Using the records below, output the stretch that opens with the line containing "pub fn mask(self)" and closes with the line containing "Divisor for the", exactly and including both lines, with nothing more.

--*--

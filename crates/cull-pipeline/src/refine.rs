use anyhow::{ensure, Result};
use cull_core::{CameraFitMask, PointMetric, SparseCloudEngine};
use cull_search::{
    search_threshold, select_by_target, ConvergenceResult, SearchOptions, SearchSeed,
    SelectionTarget,
};
use serde::{Deserialize, Serialize};

/// Which stage of the refinement produced a pass record.
#[derive(Debug, Clone, Copy, PartialEq, Eq, Serialize, Deserialize)]
#[serde(rename_all = "snake_case")]
pub enum RefinePhase {
    /// Reconstruction-uncertainty cull ahead of the reprojection rounds.
    UncertaintyCull,
    /// Reprojection-error cull while the threshold sits above the coarse
    /// gate.
    CoarseReprojectionCull,
    /// Reprojection-error cull while the threshold sits above the fine
    /// gate.
    FineReprojectionCull,
}

impl std::fmt::Display for RefinePhase {
    fn fmt(&self, f: &mut std::fmt::Formatter<'_>) -> std::fmt::Result {
        match self {
            RefinePhase::UncertaintyCull => write!(f, "uncertainty cull"),
            RefinePhase::CoarseReprojectionCull => write!(f, "coarse reprojection cull"),
            RefinePhase::FineReprojectionCull => write!(f, "fine reprojection cull"),
        }
    }
}

/// Which optimization preset ran after a cull.
#[derive(Debug, Clone, Copy, PartialEq, Eq, Serialize, Deserialize)]
#[serde(rename_all = "snake_case")]
pub enum FitPreset {
    /// [`CameraFitMask::PARTIAL`].
    Partial,
    /// [`CameraFitMask::FULL`].
    Full,
}

impl FitPreset {
    /// The concrete mask this preset names.
    pub fn mask(self) -> CameraFitMask {
        match self {
            FitPreset::Partial => CameraFitMask::PARTIAL,
            FitPreset::Full => CameraFitMask::FULL,
        }
    }
}

/// One cull-and-optimize round.
#[derive(Debug, Clone, PartialEq, Serialize, Deserialize)]
pub struct PassRecord {
    /// Stage that produced this record.
    pub phase: RefinePhase,
    /// Threshold search behind the selection that was culled.
    pub search: ConvergenceResult,
    /// Cloud size before the cull.
    pub points_before: usize,
    /// Points removed by the cull.
    pub points_deleted: usize,
    /// Optimization preset run after the cull.
    pub fit: FitPreset,
}

/// Summary of one [`optimize_sparse_cloud`] run.
#[derive(Debug, Clone, PartialEq, Serialize, Deserialize)]
pub struct RefineReport {
    /// Cloud size when the run started.
    pub points_initial: usize,
    /// Cloud size when the run finished.
    pub points_remaining: usize,
    /// Tie-point accuracy applied through the engine, if the run reached
    /// that stage.
    pub tie_point_accuracy: Option<f64>,
    /// Every cull-and-optimize round, in execution order.
    pub passes: Vec<PassRecord>,
}

/// Configuration for the refinement loop.
#[derive(Debug, Clone, PartialEq, Serialize, Deserialize)]
pub struct RefineConfig {
    /// Goal of the leading reconstruction-uncertainty culls.
    pub uncertainty_target: SelectionTarget,
    /// How many uncertainty culls run before the reprojection rounds.
    pub uncertainty_passes: usize,
    /// Seed for uncertainty-threshold searches.
    pub uncertainty_seed: SearchSeed,
    /// Divisor for the reprojection target count, applied as written:
    /// `10` targets one tenth of the cloud, not 10 percent.
    pub reprojection_divisor: u32,
    /// Seed for reprojection-threshold searches.
    pub reprojection_seed: SearchSeed,
    /// Reprojection threshold above which the coarse loop keeps culling
    /// with partial optimization.
    pub coarse_gate: f64,
    /// Reprojection threshold above which the fine loop keeps culling with
    /// full optimization.
    pub fine_gate: f64,
    /// Tie-point accuracy applied once the threshold passes the coarse
    /// gate.
    pub tie_point_accuracy: f64,
    /// Bounds on each individual threshold search.
    pub search: SearchOptions,
    /// Bound on the number of rounds in each gated loop.
    pub max_gate_passes: usize,
}

impl RefineConfig {
    /// The original recipe: cull everything above a fixed uncertainty
    /// threshold of 10, twice, before the reprojection rounds.
    pub fn fixed_uncertainty() -> Self {
        Self {
            uncertainty_target: SelectionTarget::FixedThreshold { threshold: 10.0 },
            ..Self::fraction_uncertainty()
        }
    }

    /// The later recipe: search for the uncertainty threshold that selects
    /// one tenth of the cloud instead of trusting a fixed value.
    pub fn fraction_uncertainty() -> Self {
        Self {
            uncertainty_target: SelectionTarget::FractionOfCloud { divisor: 10 },
            uncertainty_passes: 2,
            uncertainty_seed: SearchSeed::UNCERTAINTY,
            reprojection_divisor: 10,
            reprojection_seed: SearchSeed::REPROJECTION,
            coarse_gate: 1.0,
            fine_gate: 0.3,
            tie_point_accuracy: 0.1,
            search: SearchOptions::default(),
            max_gate_passes: 64,
        }
    }
}

impl Default for RefineConfig {
    fn default() -> Self {
        Self::fraction_uncertainty()
    }
}

/// Refine a chunk's sparse cloud in place.
///
/// The sequence is fixed:
/// 1. `uncertainty_passes` rounds of uncertainty cull, each followed by a
///    partial camera optimization;
/// 2. a reprojection-error threshold search whose result acts as the
///    convergence value;
/// 3. while that value sits at or above `coarse_gate`: search again, cull,
///    partial optimization;
/// 4. once the value is at or below `coarse_gate`, the tie-point accuracy
///    override is applied;
/// 5. while the value sits at or above `fine_gate`: search again, cull,
///    full optimization.
///
/// The search in step 2 leaves a selection behind; if the coarse loop never
/// runs, nothing deletes that selection. Engines treat selection as
/// transient state.
///
/// # Errors
///
/// Engine failures abort immediately. A threshold search that fails to
/// converge within its iteration budget aborts with a descriptive error, as
/// does a gated loop exceeding `max_gate_passes` rounds.
pub fn optimize_sparse_cloud(
    engine: &mut dyn SparseCloudEngine,
    config: &RefineConfig,
) -> Result<RefineReport> {
    ensure!(
        config.reprojection_divisor != 0,
        "reprojection divisor must be non-zero"
    );

    let points_initial = engine.total_point_count()?;
    let mut passes = Vec::new();
    let mut tie_point_accuracy = None;

    for _ in 0..config.uncertainty_passes {
        let search = select_by_target(
            engine,
            PointMetric::ReconstructionUncertainty,
            config.uncertainty_target,
            config.uncertainty_seed,
            config.search,
        )?;
        require_converged(&search, PointMetric::ReconstructionUncertainty)?;
        passes.push(cull_and_optimize(
            engine,
            RefinePhase::UncertaintyCull,
            search,
            FitPreset::Partial,
        )?);
    }

    let mut var = reprojection_threshold(engine, config)?;

    let mut rounds = 0usize;
    while var.threshold >= config.coarse_gate {
        ensure!(
            rounds < config.max_gate_passes,
            "coarse reprojection loop still at threshold {} after {} rounds",
            var.threshold,
            rounds
        );
        rounds += 1;
        var = reprojection_threshold(engine, config)?;
        passes.push(cull_and_optimize(
            engine,
            RefinePhase::CoarseReprojectionCull,
            var,
            FitPreset::Partial,
        )?);
    }

    if var.threshold <= config.coarse_gate {
        engine.set_tie_point_accuracy(config.tie_point_accuracy)?;
        tie_point_accuracy = Some(config.tie_point_accuracy);
        log::info!(
            "tie-point accuracy set to {} at reprojection threshold {:.4}",
            config.tie_point_accuracy,
            var.threshold
        );
    }

    rounds = 0;
    while var.threshold >= config.fine_gate {
        ensure!(
            rounds < config.max_gate_passes,
            "fine reprojection loop still at threshold {} after {} rounds",
            var.threshold,
            rounds
        );
        rounds += 1;
        var = reprojection_threshold(engine, config)?;
        passes.push(cull_and_optimize(
            engine,
            RefinePhase::FineReprojectionCull,
            var,
            FitPreset::Full,
        )?);
    }

    let points_remaining = engine.total_point_count()?;
    log::info!(
        "sparse cloud refined: {points_initial} -> {points_remaining} points over {} passes",
        passes.len()
    );

    Ok(RefineReport {
        points_initial,
        points_remaining,
        tie_point_accuracy,
        passes,
    })
}

/// Search for the reprojection-error threshold that selects one
/// `reprojection_divisor`-th of the current cloud.
fn reprojection_threshold(
    engine: &mut dyn SparseCloudEngine,
    config: &RefineConfig,
) -> Result<ConvergenceResult> {
    let total = engine.total_point_count()?;
    let target = total / config.reprojection_divisor as usize;
    let result = search_threshold(
        engine,
        PointMetric::ReprojectionError,
        target,
        config.reprojection_seed,
        config.search,
    )?;
    require_converged(&result, PointMetric::ReprojectionError)?;
    Ok(result)
}

fn require_converged(result: &ConvergenceResult, metric: PointMetric) -> Result<()> {
    ensure!(
        result.converged,
        "{metric} threshold search did not converge after {} iterations (last threshold {})",
        result.iterations,
        result.threshold
    );
    Ok(())
}

/// Delete the current selection and re-optimize the cameras.
fn cull_and_optimize(
    engine: &mut dyn SparseCloudEngine,
    phase: RefinePhase,
    search: ConvergenceResult,
    fit: FitPreset,
) -> Result<PassRecord> {
    let points_before = engine.total_point_count()?;
    engine.delete_selected_points()?;
    let points_after = engine.total_point_count()?;
    engine.optimize_cameras(&fit.mask())?;

    let points_deleted = points_before - points_after;
    log::info!(
        "{phase}: threshold {:.4} removed {points_deleted} of {points_before} points",
        search.threshold
    );

    Ok(PassRecord {
        phase,
        search,
        points_before,
        points_deleted,
        fit,
    })
}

--*--

-- TASK RESPONSE --
    pub fn mask(self) -> CameraFitMask {
        match self {
            FitPreset::Partial => CameraFitMask::PARTIAL,
            FitPreset::Full => CameraFitMask::FULL,
        }
    }
}

/// One cull-and-optimize round.
#[derive(Debug, Clone, PartialEq, Serialize, Deserialize)]
pub struct PassRecord {
    /// Stage that produced this record.
    pub phase: RefinePhase,
    /// Threshold search behind the selection that was culled.
    pub search: ConvergenceResult,
    /// Cloud size before the cull.
    pub points_before: usize,
    /// Points removed by the cull.
    pub points_deleted: usize,
    /// Optimization preset run after the cull.
    pub fit: FitPreset,
}

/// Summary of one [`optimize_sparse_cloud`] run.
#[derive(Debug, Clone, PartialEq, Serialize, Deserialize)]
pub struct RefineReport {
    /// Cloud size when the run started.
    pub points_initial: usize,
    /// Cloud size when the run finished.
    pub points_remaining: usize,
    /// Tie-point accuracy applied through the engine, if the run reached
    /// that stage.
    pub tie_point_accuracy: Option<f64>,
    /// Every cull-and-optimize round, in execution order.
    pub passes: Vec<PassRecord>,
}

/// Configuration for the refinement loop.
#[derive(Debug, Clone, PartialEq, Serialize, Deserialize)]
pub struct RefineConfig {
    /// Goal of the leading reconstruction-uncertainty culls.
    pub uncertainty_target: SelectionTarget,
    /// How many uncertainty culls run before the reprojection rounds.
    pub uncertainty_passes: usize,
    /// Seed for uncertainty-threshold searches.
    pub uncertainty_seed: SearchSeed,
    /// Divisor for the reprojection target count, applied as written:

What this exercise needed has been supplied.